[Source material — start]
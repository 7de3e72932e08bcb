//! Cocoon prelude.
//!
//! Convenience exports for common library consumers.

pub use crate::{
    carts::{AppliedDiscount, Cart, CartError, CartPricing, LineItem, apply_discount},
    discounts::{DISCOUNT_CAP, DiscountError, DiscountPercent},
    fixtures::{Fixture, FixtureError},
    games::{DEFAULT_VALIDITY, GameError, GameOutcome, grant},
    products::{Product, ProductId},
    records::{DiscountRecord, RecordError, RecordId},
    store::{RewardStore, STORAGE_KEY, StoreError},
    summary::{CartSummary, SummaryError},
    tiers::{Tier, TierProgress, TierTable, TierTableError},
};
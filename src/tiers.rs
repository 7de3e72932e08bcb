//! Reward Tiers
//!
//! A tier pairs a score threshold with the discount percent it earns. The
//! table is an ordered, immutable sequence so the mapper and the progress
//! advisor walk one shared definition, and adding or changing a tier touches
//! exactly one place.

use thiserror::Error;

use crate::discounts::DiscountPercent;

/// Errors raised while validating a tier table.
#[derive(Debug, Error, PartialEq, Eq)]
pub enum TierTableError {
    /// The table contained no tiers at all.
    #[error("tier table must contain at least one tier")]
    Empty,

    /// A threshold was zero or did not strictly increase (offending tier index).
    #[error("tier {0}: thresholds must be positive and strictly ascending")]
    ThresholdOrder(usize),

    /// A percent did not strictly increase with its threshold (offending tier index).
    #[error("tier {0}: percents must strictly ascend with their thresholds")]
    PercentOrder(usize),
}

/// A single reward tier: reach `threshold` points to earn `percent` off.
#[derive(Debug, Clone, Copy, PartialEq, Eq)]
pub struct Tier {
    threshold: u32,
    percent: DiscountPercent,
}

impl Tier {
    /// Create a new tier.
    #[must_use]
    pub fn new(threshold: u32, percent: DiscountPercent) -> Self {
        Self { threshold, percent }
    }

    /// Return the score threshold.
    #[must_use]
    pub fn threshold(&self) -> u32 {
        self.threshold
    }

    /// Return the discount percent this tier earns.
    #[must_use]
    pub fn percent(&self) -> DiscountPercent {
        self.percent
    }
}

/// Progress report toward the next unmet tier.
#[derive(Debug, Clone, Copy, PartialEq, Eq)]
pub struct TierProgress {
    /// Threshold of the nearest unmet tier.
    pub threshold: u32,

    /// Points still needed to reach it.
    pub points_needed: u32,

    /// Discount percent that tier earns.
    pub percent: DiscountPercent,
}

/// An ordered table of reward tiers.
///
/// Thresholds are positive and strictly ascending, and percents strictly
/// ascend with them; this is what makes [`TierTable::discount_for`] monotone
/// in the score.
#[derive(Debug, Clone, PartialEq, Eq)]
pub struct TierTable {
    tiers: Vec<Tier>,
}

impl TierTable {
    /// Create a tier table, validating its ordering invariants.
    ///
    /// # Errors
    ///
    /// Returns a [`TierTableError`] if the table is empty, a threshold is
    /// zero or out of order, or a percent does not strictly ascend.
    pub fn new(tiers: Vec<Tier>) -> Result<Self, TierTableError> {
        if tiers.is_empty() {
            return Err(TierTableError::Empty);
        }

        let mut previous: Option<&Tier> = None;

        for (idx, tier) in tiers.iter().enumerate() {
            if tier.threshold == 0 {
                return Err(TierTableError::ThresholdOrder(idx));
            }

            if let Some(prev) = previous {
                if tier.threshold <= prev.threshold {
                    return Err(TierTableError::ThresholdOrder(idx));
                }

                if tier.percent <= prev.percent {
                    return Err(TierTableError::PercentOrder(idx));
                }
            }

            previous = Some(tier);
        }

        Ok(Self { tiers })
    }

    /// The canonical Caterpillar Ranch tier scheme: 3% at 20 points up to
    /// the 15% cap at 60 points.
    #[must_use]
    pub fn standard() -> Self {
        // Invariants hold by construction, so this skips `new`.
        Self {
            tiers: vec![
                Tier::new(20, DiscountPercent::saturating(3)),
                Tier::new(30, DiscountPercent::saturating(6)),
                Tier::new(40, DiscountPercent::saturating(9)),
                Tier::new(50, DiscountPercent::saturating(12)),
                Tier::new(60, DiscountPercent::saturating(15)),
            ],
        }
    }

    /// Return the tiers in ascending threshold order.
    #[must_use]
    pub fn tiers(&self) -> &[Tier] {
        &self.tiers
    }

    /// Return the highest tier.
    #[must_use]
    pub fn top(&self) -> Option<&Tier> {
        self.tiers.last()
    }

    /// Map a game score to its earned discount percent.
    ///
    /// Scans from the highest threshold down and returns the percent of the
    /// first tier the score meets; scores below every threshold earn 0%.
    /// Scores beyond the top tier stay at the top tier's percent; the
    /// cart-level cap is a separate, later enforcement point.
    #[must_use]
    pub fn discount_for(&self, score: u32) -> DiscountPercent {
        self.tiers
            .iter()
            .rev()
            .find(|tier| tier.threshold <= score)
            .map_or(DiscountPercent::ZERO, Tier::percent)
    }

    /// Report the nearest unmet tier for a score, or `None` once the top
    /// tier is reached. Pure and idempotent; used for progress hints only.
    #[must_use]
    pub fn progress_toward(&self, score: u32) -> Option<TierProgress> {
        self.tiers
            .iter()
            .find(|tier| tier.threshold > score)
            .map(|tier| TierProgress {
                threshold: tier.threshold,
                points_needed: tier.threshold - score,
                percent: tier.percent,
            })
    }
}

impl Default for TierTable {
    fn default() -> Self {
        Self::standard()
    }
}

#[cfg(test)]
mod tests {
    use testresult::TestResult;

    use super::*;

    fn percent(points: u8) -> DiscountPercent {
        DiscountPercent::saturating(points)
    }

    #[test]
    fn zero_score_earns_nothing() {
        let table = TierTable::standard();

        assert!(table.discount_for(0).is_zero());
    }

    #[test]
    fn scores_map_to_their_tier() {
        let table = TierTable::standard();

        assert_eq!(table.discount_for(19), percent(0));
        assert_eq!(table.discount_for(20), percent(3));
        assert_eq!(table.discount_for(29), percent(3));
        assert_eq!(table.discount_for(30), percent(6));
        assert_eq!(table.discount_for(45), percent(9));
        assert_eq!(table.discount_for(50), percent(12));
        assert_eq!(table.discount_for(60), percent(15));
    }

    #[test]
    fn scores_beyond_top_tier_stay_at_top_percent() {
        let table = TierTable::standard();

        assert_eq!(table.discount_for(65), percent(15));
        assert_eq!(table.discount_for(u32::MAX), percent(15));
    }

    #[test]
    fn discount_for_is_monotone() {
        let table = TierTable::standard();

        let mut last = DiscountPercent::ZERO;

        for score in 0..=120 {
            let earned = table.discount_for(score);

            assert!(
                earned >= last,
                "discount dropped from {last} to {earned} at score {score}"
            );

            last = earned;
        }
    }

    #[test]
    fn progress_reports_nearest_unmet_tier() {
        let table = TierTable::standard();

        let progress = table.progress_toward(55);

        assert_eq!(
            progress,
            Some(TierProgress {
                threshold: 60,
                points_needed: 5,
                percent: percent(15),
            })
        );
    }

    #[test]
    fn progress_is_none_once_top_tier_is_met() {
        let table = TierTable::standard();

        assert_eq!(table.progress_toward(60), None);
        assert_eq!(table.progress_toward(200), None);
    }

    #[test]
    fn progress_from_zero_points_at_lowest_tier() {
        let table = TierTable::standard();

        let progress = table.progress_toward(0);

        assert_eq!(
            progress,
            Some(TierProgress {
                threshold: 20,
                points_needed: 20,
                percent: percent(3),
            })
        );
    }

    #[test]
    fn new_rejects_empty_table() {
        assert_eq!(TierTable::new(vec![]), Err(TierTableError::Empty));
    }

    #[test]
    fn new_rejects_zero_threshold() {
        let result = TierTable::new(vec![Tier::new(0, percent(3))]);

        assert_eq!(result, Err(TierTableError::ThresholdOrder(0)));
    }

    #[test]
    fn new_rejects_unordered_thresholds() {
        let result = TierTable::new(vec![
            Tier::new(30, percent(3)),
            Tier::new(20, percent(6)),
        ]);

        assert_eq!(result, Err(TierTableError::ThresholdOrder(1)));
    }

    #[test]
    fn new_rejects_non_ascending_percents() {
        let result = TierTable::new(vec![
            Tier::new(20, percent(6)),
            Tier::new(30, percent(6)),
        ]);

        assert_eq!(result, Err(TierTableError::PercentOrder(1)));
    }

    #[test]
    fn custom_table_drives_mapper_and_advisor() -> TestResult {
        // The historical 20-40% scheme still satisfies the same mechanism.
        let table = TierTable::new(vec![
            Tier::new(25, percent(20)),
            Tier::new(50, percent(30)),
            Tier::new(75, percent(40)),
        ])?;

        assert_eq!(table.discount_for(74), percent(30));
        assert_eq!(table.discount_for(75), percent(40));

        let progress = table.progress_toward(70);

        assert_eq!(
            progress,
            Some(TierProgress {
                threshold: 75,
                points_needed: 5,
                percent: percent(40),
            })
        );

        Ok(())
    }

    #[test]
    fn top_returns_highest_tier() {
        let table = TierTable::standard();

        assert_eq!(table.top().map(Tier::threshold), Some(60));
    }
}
[Source material — finish]
[Source material — start]
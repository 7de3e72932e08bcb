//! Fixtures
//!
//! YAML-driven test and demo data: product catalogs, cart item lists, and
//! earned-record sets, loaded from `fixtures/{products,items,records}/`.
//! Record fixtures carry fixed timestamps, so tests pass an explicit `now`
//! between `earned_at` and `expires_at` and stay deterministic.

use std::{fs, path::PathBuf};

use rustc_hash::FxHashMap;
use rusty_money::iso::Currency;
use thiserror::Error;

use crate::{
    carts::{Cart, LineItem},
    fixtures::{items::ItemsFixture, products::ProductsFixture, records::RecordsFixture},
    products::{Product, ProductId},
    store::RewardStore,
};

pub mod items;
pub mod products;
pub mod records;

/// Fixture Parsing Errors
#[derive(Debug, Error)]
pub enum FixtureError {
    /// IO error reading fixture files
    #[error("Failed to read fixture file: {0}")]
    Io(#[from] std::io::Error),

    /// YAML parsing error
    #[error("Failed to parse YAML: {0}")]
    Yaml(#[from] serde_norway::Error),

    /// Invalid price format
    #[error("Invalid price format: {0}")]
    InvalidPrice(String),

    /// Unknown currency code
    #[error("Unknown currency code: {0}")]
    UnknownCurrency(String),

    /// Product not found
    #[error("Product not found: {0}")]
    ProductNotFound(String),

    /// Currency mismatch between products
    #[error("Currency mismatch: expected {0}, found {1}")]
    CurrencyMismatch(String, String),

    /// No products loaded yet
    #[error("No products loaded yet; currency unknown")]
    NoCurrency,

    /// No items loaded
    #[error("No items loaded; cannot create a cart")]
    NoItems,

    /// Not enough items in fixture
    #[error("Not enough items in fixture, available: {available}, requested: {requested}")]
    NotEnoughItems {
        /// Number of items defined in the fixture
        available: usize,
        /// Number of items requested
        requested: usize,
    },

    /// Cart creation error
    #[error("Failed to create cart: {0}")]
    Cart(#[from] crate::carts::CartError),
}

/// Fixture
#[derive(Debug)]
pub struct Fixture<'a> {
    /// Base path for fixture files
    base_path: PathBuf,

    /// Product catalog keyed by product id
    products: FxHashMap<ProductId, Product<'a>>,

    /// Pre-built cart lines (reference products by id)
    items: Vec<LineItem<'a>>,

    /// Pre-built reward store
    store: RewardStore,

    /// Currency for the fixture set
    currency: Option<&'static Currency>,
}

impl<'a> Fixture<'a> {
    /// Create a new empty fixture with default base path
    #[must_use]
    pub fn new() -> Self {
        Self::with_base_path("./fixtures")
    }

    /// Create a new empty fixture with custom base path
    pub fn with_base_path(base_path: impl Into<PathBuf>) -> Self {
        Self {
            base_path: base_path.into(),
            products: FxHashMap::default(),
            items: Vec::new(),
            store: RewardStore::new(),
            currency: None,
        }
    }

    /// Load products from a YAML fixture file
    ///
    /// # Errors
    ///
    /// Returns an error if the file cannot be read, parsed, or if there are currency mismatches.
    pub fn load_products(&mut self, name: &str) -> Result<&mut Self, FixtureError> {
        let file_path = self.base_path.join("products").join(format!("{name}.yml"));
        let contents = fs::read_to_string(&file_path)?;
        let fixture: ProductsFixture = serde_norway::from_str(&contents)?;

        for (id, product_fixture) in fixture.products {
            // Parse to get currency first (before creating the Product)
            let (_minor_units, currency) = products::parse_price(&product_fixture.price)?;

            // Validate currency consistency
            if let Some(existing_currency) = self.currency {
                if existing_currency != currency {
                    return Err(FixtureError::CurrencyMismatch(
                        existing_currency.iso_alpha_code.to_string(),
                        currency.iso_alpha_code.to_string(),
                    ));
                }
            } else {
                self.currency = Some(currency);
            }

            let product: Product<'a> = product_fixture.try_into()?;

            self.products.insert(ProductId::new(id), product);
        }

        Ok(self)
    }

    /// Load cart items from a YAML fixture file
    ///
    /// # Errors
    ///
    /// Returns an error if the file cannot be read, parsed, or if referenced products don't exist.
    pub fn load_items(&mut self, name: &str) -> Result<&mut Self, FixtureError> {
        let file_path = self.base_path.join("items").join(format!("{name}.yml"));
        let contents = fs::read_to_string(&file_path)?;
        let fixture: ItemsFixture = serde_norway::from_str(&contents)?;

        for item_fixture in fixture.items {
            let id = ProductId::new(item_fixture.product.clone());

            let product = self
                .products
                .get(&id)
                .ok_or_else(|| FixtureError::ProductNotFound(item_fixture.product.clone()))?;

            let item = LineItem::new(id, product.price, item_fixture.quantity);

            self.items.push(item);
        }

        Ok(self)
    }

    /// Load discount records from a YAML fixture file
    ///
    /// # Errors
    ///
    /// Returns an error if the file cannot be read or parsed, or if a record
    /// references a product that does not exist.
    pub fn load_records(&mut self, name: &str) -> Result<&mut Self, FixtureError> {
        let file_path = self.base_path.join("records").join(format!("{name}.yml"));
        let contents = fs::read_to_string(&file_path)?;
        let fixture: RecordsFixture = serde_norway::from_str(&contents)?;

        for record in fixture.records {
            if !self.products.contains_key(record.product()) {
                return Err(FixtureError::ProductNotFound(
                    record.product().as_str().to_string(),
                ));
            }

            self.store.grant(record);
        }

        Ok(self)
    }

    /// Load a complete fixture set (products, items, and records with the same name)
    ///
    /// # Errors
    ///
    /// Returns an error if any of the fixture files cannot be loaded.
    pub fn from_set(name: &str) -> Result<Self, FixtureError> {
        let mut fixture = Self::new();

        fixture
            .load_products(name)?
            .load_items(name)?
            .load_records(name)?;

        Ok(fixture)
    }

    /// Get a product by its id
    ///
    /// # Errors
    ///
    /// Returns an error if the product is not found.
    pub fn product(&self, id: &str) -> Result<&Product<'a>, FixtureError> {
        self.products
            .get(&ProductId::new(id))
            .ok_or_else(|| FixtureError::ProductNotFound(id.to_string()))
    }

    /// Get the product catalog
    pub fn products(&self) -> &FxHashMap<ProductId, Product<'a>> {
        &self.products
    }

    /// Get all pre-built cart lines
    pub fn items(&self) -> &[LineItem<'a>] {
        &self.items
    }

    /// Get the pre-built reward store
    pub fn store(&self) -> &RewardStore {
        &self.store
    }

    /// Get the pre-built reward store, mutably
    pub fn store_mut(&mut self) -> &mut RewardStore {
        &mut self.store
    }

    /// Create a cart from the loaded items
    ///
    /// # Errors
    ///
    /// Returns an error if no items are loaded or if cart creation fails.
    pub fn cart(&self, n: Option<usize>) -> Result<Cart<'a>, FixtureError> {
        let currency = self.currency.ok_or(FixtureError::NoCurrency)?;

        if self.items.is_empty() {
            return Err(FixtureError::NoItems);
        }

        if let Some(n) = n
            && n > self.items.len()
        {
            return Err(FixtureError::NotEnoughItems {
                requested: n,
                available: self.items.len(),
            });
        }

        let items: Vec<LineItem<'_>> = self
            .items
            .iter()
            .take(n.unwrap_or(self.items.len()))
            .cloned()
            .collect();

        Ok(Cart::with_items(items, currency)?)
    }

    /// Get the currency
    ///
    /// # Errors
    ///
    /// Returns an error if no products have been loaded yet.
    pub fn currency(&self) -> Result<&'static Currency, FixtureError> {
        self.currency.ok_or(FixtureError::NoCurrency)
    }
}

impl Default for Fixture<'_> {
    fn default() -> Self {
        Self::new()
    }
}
[Source material — finish]
* [What you should do]: Scan the lines above for "derive" and state how many match, nothing more.

* [Result of the task]: 6